→ **Work to be completed**
The material below must be retyped in full, with every line kept exactly as it is.

→ **Raw data**

● ● ●

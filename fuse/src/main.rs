use clap::Parser;

/// Exit status of a rollout whose deployments did not become ready.
const ROLLOUT_FAILED: i32 = 2;

fn main() {
    env_logger::Builder::from_env(env_logger::Env::default().default_filter_or("info")).init();

    match fuse::cli::Cli::parse().run() {
        Ok(true) => {}
        Ok(false) => std::process::exit(ROLLOUT_FAILED),
        Err(error) => {
            const BOLD_RED: &str = "\x1b[1;31m";
            const BOLD: &str = "\x1b[1m";
            const RESET: &str = "\x1b[0m";
            eprintln!("{BOLD_RED}error{RESET}{BOLD}:{RESET} {error}");
            std::process::exit(1);
        }
    }
}
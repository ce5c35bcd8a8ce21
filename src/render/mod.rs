//! Grid layout and render engine

mod engine;
mod labels;
mod layout;
mod surface;

pub use engine::{render, HeatmapStyle, MonthLabelStrategy, MONTH_ABBREVIATIONS};
pub use labels::{month_week_index, remove_overlapping_labels, MonthStart};
pub use layout::{
    split_width, CellGeometry, HEADER_PADDING_DP, HEADER_PROBE, ITEMS_SHARE_TENTHS,
};
pub use surface::{replay, Canvas, FixedMetrics, SurfaceMetrics};
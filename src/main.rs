mod cli;
mod tui;

use clap::Parser;
use cli::Cli;

fn main() -> anyhow::Result<()> {
    let cli = Cli::parse();
    cli.run()
}
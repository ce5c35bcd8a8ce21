//! TUI widgets

pub mod heatmap;
pub mod help;
pub mod legend;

● ● ●

→ **Result**
filename fuse/src/main.rs
use clap::Parser;

/// Exit status of a rollout whose deployments did not become ready.
const ROLLOUT_FAILED: i32 = 2;

fn main() {
    env_logger::Builder::from_env(env_logger::Env::default().default_filter_or("info")).init();

    match fuse::cli::Cli::parse().run() {
        Ok(true) => {}
        Ok(false) => std::process::exit(ROLLOUT_FAILED),
        Err(error) => {
            const BOLD_RED: &str = "\x1b[1;31m";
            const BOLD: &str = "\x1b[1m";
            const RESET: &str = "\x1b[0m";
            eprintln!("{BOLD_RED}error{RESET}{BOLD}:{RESET} {error}");
            std::process::exit(1);
        }
    }
}
repository ce5c35bcd8a8ce21
filename src/render/mod.rs
//! Grid layout and render engine

mod engine;
mod labels;
mod layout;
mod surface;

pub use engine::{render, HeatmapStyle, MonthLabelStrategy, MONTH_ABBREVIATIONS};
pub use labels::{month_week_index, remove_overlapping_labels, MonthStart};
pub use layout::{
    split_width, CellGeometry, HEADER_PADDING_DP, HEADER_PROBE, ITEMS_SHARE_TENTHS,
};
pub use surface::{replay, Canvas, FixedMetrics, SurfaceMetrics};
filename src/main.rs
mod cli;
mod tui;

use clap::Parser;
use cli::Cli;

fn main() -> anyhow::Result<()> {
    let cli = Cli::parse();
    cli.run()
}
repository ce5c35bcd8a8ce21
//! TUI widgets

pub mod heatmap;
pub mod help;
pub mod legend;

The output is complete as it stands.